INPUT RECORDS =
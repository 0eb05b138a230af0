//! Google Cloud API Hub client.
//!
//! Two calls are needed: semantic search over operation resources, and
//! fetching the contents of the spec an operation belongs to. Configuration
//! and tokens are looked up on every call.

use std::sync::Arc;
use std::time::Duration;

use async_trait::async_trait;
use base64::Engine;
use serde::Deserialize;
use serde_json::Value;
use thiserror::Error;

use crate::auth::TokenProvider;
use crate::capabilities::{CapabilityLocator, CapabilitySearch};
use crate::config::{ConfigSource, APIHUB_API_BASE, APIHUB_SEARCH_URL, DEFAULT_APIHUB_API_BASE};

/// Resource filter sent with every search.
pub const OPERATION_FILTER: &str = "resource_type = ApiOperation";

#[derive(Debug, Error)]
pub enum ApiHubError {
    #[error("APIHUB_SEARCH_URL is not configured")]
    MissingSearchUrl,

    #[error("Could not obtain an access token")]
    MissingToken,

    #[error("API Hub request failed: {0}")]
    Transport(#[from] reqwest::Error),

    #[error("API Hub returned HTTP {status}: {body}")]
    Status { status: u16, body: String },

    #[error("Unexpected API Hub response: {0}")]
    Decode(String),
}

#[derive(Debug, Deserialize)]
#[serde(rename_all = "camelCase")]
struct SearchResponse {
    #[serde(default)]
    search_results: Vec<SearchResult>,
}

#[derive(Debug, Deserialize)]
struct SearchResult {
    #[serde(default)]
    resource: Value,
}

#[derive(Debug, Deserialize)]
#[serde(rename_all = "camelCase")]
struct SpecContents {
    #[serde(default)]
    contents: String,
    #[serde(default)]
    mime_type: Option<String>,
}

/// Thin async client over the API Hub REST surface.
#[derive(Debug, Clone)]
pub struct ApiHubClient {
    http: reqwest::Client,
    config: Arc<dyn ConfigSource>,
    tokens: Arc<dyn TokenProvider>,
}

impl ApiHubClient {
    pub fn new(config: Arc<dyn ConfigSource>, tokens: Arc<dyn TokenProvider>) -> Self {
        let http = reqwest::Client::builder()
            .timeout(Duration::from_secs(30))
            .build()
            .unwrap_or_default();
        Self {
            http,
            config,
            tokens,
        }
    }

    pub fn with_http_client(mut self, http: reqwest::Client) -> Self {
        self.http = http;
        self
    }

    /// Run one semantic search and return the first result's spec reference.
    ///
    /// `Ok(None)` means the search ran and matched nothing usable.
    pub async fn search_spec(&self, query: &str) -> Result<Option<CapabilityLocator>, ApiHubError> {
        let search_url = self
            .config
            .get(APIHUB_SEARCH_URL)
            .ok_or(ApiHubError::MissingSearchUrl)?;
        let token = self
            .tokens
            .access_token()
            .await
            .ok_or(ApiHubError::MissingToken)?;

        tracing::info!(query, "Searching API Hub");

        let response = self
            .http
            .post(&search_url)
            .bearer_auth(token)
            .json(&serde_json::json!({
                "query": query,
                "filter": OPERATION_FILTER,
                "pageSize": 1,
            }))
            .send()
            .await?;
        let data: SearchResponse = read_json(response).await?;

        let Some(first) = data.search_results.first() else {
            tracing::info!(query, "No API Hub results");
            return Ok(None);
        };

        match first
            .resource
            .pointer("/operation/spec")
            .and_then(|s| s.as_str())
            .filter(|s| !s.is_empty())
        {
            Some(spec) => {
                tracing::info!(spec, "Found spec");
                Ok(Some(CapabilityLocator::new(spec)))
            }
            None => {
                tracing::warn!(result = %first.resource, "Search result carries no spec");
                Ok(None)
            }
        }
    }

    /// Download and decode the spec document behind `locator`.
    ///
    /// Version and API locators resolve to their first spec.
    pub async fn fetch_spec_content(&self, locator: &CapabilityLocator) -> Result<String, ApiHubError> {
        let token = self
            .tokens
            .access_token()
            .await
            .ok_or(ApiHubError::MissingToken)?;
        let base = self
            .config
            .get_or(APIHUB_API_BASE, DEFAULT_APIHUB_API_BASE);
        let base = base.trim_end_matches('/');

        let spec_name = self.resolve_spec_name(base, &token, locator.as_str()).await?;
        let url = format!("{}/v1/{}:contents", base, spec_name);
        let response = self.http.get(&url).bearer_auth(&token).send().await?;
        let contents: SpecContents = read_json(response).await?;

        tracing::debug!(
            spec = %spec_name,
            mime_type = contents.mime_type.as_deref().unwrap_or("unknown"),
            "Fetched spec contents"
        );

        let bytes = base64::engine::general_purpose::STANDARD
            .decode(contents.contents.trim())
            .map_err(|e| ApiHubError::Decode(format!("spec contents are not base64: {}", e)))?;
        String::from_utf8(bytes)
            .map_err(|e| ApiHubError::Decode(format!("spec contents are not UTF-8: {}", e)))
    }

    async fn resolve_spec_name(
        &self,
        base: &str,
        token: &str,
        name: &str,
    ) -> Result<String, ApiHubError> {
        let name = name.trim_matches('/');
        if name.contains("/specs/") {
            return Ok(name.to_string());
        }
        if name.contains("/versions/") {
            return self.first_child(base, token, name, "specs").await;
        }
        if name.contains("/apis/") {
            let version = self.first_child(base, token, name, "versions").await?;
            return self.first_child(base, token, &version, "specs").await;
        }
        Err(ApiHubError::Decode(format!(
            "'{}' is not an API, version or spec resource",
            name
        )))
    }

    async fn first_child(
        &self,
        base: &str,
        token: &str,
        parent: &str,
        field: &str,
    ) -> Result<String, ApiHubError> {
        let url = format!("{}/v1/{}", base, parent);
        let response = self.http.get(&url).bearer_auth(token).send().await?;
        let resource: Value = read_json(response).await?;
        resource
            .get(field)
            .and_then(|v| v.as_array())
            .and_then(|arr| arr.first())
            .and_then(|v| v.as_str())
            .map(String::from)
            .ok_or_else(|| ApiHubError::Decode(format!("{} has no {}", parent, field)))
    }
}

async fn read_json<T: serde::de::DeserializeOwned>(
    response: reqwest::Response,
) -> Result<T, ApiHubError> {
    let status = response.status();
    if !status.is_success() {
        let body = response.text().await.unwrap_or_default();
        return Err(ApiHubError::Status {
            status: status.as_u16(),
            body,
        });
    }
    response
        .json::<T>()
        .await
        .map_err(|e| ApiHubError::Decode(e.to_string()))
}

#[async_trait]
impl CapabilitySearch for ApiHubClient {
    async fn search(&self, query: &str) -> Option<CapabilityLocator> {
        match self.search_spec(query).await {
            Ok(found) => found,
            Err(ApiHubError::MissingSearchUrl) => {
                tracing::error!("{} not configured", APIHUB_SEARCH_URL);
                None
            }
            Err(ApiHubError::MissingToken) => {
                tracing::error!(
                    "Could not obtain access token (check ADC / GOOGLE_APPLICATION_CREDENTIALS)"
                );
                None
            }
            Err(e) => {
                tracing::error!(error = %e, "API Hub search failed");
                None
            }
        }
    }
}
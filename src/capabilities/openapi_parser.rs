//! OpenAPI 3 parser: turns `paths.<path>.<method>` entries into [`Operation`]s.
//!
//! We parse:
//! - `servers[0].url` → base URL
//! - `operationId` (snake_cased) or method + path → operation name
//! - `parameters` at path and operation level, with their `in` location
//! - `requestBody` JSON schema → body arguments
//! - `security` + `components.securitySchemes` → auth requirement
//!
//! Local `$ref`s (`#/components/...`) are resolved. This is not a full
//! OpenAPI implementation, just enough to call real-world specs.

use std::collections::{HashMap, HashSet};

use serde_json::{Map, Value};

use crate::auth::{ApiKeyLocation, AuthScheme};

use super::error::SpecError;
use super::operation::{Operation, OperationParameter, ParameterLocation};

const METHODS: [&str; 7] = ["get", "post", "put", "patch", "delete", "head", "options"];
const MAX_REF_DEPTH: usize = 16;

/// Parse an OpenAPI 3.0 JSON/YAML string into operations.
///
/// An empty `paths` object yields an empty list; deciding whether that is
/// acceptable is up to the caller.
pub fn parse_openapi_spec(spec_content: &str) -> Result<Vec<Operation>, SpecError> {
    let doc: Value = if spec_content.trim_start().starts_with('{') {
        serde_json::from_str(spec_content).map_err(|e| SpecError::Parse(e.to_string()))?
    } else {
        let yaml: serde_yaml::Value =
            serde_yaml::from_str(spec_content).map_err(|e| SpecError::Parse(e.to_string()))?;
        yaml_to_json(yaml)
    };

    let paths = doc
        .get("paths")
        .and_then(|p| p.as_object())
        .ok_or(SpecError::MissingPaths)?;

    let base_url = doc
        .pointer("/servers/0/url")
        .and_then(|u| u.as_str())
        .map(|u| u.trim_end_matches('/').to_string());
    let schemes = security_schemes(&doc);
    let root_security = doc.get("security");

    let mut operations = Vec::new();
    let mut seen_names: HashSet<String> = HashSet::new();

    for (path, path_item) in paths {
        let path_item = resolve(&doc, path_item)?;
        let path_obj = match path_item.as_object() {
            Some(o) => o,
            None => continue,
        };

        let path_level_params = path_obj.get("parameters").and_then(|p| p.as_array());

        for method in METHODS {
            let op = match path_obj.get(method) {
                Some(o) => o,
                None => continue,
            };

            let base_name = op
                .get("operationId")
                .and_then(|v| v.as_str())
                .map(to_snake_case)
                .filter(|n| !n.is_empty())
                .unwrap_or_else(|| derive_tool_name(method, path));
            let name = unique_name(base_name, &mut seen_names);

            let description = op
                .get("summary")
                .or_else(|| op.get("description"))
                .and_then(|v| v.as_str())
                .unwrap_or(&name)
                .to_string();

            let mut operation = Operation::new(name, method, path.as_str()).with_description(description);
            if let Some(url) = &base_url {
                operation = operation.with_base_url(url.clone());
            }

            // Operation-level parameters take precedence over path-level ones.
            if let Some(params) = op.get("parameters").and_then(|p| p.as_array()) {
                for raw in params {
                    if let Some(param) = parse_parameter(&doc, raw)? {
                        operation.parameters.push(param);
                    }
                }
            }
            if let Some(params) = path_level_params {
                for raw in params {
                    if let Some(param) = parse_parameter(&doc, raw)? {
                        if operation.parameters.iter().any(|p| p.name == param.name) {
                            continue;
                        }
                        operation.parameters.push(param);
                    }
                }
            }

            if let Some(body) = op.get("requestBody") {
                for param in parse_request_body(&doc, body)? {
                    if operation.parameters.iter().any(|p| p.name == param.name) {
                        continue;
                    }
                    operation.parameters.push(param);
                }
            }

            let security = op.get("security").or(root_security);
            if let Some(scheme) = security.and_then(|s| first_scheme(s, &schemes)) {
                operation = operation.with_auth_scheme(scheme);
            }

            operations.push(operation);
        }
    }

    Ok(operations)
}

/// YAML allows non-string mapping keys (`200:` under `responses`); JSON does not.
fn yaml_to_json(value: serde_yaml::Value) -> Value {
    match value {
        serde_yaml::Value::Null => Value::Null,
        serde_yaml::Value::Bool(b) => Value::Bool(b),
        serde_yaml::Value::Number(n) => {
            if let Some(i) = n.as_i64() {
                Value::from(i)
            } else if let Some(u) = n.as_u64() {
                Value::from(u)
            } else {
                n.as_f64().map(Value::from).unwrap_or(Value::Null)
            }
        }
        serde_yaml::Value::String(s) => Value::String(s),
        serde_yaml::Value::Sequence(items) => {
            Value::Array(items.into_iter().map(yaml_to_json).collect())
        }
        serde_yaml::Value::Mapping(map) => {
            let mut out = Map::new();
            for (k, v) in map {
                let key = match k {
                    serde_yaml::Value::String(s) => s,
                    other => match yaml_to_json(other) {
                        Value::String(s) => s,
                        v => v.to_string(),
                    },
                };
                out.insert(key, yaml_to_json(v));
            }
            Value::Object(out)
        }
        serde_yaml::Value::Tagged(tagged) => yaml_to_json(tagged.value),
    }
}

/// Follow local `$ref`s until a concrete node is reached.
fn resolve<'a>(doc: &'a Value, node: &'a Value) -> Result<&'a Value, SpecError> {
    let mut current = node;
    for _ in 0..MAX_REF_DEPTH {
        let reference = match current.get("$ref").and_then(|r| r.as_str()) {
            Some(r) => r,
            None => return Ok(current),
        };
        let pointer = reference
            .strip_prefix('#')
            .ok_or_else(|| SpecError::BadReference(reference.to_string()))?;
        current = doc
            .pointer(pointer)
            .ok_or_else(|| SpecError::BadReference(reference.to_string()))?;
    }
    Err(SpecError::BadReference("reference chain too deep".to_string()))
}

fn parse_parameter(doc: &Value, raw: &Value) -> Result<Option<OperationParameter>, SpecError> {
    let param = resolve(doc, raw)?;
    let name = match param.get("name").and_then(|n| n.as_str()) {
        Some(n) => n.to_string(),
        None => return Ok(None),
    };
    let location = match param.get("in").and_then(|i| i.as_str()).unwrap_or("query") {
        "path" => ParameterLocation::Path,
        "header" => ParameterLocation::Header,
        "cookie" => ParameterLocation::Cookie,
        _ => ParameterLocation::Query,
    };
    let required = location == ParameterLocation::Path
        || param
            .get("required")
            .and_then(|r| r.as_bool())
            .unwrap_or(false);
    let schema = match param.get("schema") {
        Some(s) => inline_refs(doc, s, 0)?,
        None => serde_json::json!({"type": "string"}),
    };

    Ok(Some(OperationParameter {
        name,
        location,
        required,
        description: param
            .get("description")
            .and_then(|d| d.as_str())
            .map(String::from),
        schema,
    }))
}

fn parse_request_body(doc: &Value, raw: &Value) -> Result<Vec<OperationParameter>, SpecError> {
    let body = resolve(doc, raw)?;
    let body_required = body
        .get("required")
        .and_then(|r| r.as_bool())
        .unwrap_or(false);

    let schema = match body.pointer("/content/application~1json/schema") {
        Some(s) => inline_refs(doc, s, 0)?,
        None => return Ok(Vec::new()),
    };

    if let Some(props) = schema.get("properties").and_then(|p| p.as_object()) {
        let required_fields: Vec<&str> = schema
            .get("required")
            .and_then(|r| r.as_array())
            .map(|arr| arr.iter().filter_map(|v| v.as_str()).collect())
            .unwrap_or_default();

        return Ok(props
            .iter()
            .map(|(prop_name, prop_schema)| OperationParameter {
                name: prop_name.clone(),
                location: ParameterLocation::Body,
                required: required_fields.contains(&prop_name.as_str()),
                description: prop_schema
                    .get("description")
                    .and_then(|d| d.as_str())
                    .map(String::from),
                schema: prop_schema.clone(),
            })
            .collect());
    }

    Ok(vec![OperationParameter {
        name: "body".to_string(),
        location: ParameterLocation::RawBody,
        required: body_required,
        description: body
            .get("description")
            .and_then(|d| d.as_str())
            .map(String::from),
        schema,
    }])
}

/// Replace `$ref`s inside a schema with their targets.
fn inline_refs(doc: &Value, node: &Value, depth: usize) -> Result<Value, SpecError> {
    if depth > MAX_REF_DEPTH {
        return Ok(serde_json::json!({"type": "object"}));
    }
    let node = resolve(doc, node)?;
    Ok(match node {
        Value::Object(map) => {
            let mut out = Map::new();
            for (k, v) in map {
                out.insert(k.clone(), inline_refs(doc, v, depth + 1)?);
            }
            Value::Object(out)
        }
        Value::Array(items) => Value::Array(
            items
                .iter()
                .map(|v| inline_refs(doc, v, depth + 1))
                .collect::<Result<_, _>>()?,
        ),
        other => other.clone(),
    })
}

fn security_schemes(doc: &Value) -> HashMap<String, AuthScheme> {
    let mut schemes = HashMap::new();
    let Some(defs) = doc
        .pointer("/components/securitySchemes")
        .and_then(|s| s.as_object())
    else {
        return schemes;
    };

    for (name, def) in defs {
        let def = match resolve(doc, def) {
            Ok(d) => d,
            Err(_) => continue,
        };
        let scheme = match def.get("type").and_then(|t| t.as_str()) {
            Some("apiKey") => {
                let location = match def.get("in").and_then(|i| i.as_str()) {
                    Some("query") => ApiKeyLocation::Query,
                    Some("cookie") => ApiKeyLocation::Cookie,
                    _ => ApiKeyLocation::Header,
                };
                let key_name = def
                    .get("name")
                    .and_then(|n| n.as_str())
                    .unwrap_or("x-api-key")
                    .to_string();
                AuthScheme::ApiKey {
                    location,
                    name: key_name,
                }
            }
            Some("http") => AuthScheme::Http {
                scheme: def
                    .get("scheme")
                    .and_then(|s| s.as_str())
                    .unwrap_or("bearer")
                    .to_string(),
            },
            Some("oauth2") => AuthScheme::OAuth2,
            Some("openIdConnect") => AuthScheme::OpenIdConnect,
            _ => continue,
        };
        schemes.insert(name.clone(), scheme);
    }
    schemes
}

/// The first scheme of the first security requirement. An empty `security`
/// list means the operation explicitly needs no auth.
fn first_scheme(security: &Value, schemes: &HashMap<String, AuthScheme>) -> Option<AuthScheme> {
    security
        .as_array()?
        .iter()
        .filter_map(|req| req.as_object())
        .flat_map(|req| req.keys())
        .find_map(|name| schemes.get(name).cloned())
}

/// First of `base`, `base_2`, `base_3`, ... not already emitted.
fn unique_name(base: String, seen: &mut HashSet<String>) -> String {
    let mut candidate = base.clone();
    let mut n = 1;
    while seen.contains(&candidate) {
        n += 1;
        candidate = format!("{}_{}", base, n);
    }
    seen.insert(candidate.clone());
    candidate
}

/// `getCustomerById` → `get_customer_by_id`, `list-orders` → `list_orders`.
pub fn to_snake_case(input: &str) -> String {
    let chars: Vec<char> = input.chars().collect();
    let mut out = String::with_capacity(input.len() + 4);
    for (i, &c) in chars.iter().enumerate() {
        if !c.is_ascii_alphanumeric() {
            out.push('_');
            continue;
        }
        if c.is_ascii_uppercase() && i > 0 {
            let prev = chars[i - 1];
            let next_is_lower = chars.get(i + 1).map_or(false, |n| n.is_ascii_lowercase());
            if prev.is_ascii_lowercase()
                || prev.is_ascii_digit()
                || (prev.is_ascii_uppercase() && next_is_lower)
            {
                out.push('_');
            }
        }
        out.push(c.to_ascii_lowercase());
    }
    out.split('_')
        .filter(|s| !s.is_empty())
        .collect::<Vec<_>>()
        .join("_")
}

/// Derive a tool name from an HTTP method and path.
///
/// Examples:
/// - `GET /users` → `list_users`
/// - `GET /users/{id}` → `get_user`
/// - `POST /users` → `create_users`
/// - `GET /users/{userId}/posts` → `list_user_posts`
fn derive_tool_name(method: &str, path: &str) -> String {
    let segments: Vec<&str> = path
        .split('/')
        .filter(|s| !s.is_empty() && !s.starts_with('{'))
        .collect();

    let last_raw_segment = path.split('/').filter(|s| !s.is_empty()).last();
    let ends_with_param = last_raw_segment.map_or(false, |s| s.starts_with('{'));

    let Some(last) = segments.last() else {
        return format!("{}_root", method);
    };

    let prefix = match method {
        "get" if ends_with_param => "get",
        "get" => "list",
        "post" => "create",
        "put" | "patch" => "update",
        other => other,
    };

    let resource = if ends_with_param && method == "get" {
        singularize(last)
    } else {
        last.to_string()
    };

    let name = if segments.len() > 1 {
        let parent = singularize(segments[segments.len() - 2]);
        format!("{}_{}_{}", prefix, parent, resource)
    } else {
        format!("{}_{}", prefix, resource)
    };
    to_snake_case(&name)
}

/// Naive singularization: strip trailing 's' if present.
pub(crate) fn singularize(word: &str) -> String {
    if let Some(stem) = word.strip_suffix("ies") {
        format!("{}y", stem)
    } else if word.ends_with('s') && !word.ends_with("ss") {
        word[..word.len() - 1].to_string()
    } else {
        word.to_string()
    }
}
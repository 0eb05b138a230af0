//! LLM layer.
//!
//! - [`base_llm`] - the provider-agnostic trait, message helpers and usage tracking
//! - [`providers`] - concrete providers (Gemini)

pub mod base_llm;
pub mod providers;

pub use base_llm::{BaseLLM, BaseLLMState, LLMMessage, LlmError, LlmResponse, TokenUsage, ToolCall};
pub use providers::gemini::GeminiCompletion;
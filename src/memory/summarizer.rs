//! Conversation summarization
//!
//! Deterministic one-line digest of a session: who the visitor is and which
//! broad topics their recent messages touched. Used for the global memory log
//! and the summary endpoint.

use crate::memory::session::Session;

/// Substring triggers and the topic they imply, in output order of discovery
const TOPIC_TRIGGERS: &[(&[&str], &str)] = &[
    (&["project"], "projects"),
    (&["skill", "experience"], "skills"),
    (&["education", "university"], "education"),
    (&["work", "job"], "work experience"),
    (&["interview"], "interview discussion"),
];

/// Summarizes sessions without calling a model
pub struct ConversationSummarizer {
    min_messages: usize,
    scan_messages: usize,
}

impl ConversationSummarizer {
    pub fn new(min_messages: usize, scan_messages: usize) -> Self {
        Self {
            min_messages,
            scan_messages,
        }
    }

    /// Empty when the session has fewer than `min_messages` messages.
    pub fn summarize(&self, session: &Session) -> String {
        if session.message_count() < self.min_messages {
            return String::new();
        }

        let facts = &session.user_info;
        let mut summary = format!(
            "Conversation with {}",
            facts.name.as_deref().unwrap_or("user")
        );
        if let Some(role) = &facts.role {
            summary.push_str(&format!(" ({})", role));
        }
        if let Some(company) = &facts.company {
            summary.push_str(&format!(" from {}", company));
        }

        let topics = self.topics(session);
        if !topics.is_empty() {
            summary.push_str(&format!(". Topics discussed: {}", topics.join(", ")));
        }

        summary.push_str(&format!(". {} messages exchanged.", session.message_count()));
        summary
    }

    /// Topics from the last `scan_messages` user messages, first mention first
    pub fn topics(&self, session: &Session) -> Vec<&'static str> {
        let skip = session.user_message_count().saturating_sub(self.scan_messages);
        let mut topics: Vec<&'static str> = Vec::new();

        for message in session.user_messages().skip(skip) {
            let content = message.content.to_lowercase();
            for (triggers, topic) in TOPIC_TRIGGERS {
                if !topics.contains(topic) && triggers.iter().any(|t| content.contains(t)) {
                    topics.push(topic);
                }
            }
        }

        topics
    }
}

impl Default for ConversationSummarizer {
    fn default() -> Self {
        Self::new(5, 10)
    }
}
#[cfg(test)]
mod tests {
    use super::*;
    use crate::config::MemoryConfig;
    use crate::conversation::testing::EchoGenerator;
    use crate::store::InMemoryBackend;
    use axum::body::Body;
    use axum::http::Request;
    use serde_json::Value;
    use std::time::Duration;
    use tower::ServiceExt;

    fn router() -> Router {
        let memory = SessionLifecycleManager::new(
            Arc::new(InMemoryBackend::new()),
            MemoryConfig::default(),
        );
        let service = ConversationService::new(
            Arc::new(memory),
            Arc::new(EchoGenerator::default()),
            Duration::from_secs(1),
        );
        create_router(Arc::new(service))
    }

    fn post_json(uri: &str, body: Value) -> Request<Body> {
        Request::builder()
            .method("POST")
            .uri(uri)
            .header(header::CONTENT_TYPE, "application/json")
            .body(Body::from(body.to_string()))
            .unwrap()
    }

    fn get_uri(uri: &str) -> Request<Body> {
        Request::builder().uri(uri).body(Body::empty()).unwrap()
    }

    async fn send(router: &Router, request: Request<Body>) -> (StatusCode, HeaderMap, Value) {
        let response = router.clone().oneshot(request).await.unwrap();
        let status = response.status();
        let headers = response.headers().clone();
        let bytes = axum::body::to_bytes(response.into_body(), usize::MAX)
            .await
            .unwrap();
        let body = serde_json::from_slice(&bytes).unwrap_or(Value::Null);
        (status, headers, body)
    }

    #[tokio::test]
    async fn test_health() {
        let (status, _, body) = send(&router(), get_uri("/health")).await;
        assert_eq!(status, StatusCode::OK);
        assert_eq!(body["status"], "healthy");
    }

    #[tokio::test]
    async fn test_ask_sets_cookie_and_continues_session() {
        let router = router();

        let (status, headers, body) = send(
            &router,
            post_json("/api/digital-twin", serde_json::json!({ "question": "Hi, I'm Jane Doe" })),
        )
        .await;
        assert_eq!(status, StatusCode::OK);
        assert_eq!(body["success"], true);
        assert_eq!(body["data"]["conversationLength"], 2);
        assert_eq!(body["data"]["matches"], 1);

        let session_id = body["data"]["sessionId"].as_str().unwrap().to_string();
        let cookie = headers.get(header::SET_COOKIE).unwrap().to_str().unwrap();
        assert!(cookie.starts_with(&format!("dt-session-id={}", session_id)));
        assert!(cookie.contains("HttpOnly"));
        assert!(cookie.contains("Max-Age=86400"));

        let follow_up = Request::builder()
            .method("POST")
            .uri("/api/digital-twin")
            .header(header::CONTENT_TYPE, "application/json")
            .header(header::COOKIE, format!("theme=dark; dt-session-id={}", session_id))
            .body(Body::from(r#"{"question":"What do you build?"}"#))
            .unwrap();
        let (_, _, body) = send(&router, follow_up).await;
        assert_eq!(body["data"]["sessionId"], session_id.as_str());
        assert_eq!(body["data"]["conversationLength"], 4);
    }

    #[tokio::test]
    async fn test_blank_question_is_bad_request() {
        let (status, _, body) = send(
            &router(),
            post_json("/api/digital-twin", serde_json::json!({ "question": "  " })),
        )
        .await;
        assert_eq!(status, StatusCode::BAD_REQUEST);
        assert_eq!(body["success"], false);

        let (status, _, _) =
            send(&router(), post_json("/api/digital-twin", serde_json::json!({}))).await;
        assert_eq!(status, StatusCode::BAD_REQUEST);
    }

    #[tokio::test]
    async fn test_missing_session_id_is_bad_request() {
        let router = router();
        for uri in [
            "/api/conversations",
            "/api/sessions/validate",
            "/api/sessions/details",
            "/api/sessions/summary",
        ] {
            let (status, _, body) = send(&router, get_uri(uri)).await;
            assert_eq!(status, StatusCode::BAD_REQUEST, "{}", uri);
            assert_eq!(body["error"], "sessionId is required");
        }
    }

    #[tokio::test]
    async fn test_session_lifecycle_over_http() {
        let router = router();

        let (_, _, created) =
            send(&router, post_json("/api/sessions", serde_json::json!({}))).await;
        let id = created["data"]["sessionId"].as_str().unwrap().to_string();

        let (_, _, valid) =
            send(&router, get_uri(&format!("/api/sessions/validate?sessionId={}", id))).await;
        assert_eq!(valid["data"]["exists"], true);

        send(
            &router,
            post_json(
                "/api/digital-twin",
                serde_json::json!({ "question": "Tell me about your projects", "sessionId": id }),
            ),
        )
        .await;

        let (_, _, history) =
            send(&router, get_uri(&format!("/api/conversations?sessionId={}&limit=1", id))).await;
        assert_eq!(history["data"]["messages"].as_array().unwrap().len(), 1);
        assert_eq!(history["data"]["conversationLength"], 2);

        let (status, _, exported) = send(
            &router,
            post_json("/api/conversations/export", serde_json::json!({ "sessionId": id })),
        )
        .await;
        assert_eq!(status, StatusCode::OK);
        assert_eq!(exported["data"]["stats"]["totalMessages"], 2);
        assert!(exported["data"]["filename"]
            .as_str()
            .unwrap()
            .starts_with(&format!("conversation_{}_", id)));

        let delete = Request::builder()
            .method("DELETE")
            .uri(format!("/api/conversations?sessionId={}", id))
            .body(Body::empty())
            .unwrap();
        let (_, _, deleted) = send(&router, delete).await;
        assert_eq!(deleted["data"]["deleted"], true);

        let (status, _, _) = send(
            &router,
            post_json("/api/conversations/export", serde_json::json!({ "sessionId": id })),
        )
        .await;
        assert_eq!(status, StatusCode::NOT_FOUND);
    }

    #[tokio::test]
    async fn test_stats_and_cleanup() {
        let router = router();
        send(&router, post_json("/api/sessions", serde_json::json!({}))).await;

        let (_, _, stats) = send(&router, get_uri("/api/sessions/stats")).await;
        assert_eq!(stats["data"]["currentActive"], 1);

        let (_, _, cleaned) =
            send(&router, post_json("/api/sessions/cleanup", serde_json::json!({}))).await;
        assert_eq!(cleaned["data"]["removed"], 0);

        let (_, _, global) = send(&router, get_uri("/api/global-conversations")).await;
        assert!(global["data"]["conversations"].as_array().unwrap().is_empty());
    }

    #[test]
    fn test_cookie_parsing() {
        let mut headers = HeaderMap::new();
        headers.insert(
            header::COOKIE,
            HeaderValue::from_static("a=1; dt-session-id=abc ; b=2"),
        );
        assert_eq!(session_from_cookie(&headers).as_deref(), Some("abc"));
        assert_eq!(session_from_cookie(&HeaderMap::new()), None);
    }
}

WORK ITEM =
Which lines of the records contain "super"? Show each of them.

RESULT FOR THIS EXERCISE =
use super::error::SpecError;
use super::operation::{Operation, OperationParameter, ParameterLocation};
    use super::*;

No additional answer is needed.